Within the listing below, count the lines that include "stdout" and give the count alone.

******************************

use std::time::Instant;

use cafe::{Mailer, OutgoingMail};

use super::{Context, message};
use crate::cli::MailArgs;
use crate::error::{CliError, Result};

pub async fn run(ctx: &Context, args: MailArgs) -> Result<()> {
	let start = Instant::now();
	let from = match args.from {
		Some(from) => from,
		None if !ctx.config.smtp.username.is_empty() => ctx.config.smtp.username.clone(),
		None => return Err(CliError::MissingSender),
	};

	let body = match args.body {
		Some(body) => body,
		None => message::compose(ctx, &args.message).await?,
	};

	let mail = OutgoingMail {
		from,
		to: args.to,
		subject: args.subject,
		body,
	};
	let receipt = Mailer::new(ctx.config.smtp.clone()).deliver(&mail).await;
	let sent = receipt.sent;
	ctx.emit("mail", start, &receipt);

	if !sent {
		return Err(CliError::Undelivered { failed: 1, total: 1 });
	}
	Ok(())
}
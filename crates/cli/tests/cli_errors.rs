//! Failures the CLI reports before (or instead of) driving a browser.

use std::path::Path;
use std::process::Command;

use serde_json::Value;

fn run(config: &Path, args: &[&str]) -> (i32, Value, String) {
	let output = Command::new(env!("CARGO_BIN_EXE_cafe"))
		.arg("--config")
		.arg(config)
		.args(args)
		.env_remove("RUST_LOG")
		.output()
		.expect("failed to execute cafe");

	let stdout = String::from_utf8_lossy(&output.stdout).to_string();
	let stderr = String::from_utf8_lossy(&output.stderr).to_string();
	let parsed = serde_json::from_str::<Value>(&stdout).unwrap_or_else(|_| serde_json::json!({ "raw": stdout }));
	(output.status.code().unwrap_or(-1), parsed, stderr)
}

fn empty_config(dir: &tempfile::TempDir) -> std::path::PathBuf {
	let path = dir.path().join("config.json");
	std::fs::write(&path, "{}").unwrap();
	path
}

#[test]
fn blank_target_is_rejected_before_launch() {
	let dir = tempfile::tempdir().unwrap();
	let (code, json, stderr) = run(&empty_config(&dir), &["send", "--to", "   ", "--text", "hola"]);

	assert_eq!(code, 1);
	assert_eq!(json["ok"], false);
	assert_eq!(json["command"], "send");
	assert_eq!(json["error"]["code"], "INVALID_INPUT");
	assert!(stderr.contains("invalid delivery target"), "stderr: {stderr}");
}

#[test]
fn page_commands_need_a_url() {
	let dir = tempfile::tempdir().unwrap();
	let (code, json, _) = run(&empty_config(&dir), &["menu"]);

	assert_eq!(code, 1);
	assert_eq!(json["error"]["code"], "INVALID_INPUT");
	let msg = json["error"]["message"].as_str().unwrap_or_default();
	assert!(msg.contains("--url"), "got: {msg}");
}

#[test]
fn unreadable_config_is_reported() {
	let dir = tempfile::tempdir().unwrap();
	let missing = dir.path().join("missing.json");
	let (code, json, _) = run(&missing, &["menu", "--url", "http://localhost:8080"]);

	assert_eq!(code, 1);
	let msg = json["error"]["message"].as_str().unwrap_or_default();
	assert!(msg.contains("failed to read config"), "got: {msg}");
}

#[test]
fn mail_needs_a_sender() {
	let dir = tempfile::tempdir().unwrap();
	let (code, json, _) = run(&empty_config(&dir), &["mail", "--to", "ana@example.com", "--body", "hola"]);

	assert_eq!(code, 1);
	assert_eq!(json["command"], "mail");
	assert_eq!(json["error"]["code"], "INVALID_INPUT");
}

#[test]
fn unreachable_webdriver_is_a_launch_failure() {
	let dir = tempfile::tempdir().unwrap();
	let (code, json, _) = run(
		&empty_config(&dir),
		&["order", "--url", "http://localhost:8080", "--webdriver", "http://127.0.0.1:9", "--index", "0"],
	);

	assert_eq!(code, 1);
	assert_eq!(json["error"]["code"], "BROWSER_LAUNCH_FAILED");
}

#[test]
fn text_format_prints_only_to_stderr() {
	let dir = tempfile::tempdir().unwrap();
	let (code, json, stderr) = run(&empty_config(&dir), &["-f", "text", "menu"]);

	assert_eq!(code, 1);
	assert_eq!(json["raw"], "");
	assert!(stderr.contains("Error [INVALID_INPUT]"));
}
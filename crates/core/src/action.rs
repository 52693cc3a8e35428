//! Scroll, confirm, click, pace.

use std::time::Duration;

use tokio::time::sleep;
use tracing::debug;

use crate::driver::Driver;
use crate::error::Result;
use crate::wait::Waiter;

/// Default pause after each click, long enough for an operator to follow along.
pub const DEFAULT_PACE: Duration = Duration::from_secs(1);

/// Default pause for a centered scroll to finish.
pub const DEFAULT_SCROLL_SETTLE: Duration = Duration::from_millis(300);

/// Performs click sequences with observable pacing.
///
/// The pacing delay is part of the contract: it is never skipped, headless or not.
#[derive(Debug, Clone, Copy)]
pub struct ActionExecutor {
	waiter: Waiter,
	scroll_settle: Duration,
}

impl ActionExecutor {
	pub fn new(waiter: Waiter, scroll_settle: Duration) -> Self {
		Self { waiter, scroll_settle }
	}

	/// Scrolls `target` into view, re-confirms it is clickable, clicks, then sleeps `pace`.
	pub async fn add_to_cart<D: Driver>(&self, driver: &D, target: &D::Element, pace: Duration) -> Result<()> {
		driver.scroll_into_view(target).await?;
		sleep(self.scroll_settle).await;
		self.waiter.await_clickable(driver, target).await?;
		driver.click(target).await?;

		debug!(target = "cafe", pace_ms = pace.as_millis() as u64, "pacing after click");
		sleep(pace).await;
		Ok(())
	}

	/// Runs [`add_to_cart`](Self::add_to_cart) `quantity` times on the same target.
	///
	/// Each round re-scrolls and re-confirms, since the previous click may have shifted layout.
	pub async fn add_repeatedly<D: Driver>(&self, driver: &D, target: &D::Element, quantity: u32, pace: Duration) -> Result<()> {
		for round in 1..=quantity {
			debug!(target = "cafe", round, quantity, "add to cart");
			self.add_to_cart(driver, target, pace).await?;
		}
		Ok(())
	}
}

impl Default for ActionExecutor {
	fn default() -> Self {
		Self::new(Waiter::default(), DEFAULT_SCROLL_SETTLE)
	}
}
//! # Sync State
//!
//! Connects finished transactions to the outbox and the backend mirror.
//!
//! ## Architecture
//! ```text
//! ┌─────────────────────────────────────────────────────────────────────────┐
//! │                       Sync State Architecture                           │
//! │                                                                         │
//! │  command (register lock held)                                           │
//! │       │                                                                 │
//! │       ├── queue_event(event) ──► SyncAgentHandle::enqueue ──► outbox   │
//! │       │                               └── trigger pass                  │
//! │       │                                                                 │
//! │       └── mirror(action) ───────► MirrorQueue::push ──► RestBackend     │
//! │                                   (one task, in order, failures logged)│
//! │                                                                         │
//! │  Both happen before the lock is released, so outbox order and mirror   │
//! │  order follow ledger order.                                             │
//! │                                                                         │
//! │  Nothing here returns an error to the command: local truth stands.     │
//! └─────────────────────────────────────────────────────────────────────────┘
//! ```

use std::sync::Arc;

use caixa_core::LedgerEvent;
use caixa_sync::{
    encode_event, MirrorAction, MirrorQueue, RemoteBackend, SyncAgentHandle, SyncError,
    SyncStatus,
};
use tracing::{debug, error, info, warn};

use crate::state::StoreState;

#[derive(Clone, Default)]
pub struct SyncState {
    agent: Option<SyncAgentHandle>,
    mirror: Option<MirrorQueue>,
}

impl SyncState {
    /// Starts the mirror task when a backend is given.
    pub fn new(agent: Option<SyncAgentHandle>, backend: Option<Arc<dyn RemoteBackend>>) -> Self {
        SyncState {
            agent,
            mirror: backend.map(MirrorQueue::spawn),
        }
    }

    /// No outbox and no backend (database unavailable).
    pub fn disabled() -> Self {
        SyncState::default()
    }

    pub fn agent(&self) -> Option<&SyncAgentHandle> {
        self.agent.as_ref()
    }

    /// Queues a ledger event for delivery.
    ///
    /// Returns the outbox id, or `None` when the event could not be queued.
    /// A storage failure here degrades the session like a snapshot failure.
    pub async fn queue_event(&self, event: &LedgerEvent, store: &StoreState) -> Option<i64> {
        let agent = self.agent.as_ref()?;

        let (kind, payload) = match encode_event(event) {
            Ok(encoded) => encoded,
            Err(e) => {
                error!(event_id = %event.id(), error = %e, "Failed to encode event for sync");
                return None;
            }
        };

        match agent.enqueue(kind, &payload).await {
            Ok(entry) => {
                debug!(outbox_id = entry.id, kind = %kind, "Event queued for sync");
                Some(entry.id)
            }
            Err(SyncError::DatabaseError(e)) => {
                store.mark_degraded(&e);
                None
            }
            Err(e) => {
                warn!(event_id = %event.id(), error = %e, "Failed to queue event for sync");
                None
            }
        }
    }

    /// Mirrors an action to the relational backend, if one is configured.
    pub fn mirror(&self, action: MirrorAction) {
        if let Some(queue) = &self.mirror {
            queue.push(action);
        }
    }

    pub async fn status(&self) -> Option<SyncStatus> {
        match &self.agent {
            Some(agent) => Some(agent.status().await),
            None => None,
        }
    }

    /// Whether the last probe or pass reached the endpoint.
    pub async fn is_online(&self) -> Option<bool> {
        self.status().await.map(|s| s.online)
    }

    pub fn request_sync(&self) -> bool {
        match &self.agent {
            Some(agent) => {
                agent.request_sync();
                true
            }
            None => false,
        }
    }

    /// Stops the agent after its current pass.
    pub async fn shutdown(&self) {
        if let Some(agent) = &self.agent {
            info!("Stopping sync agent...");
            if let Err(e) = agent.shutdown().await {
                debug!(error = %e, "Sync agent already stopped");
            }
        }
    }
}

******************************

◆ **Result of this task**: 2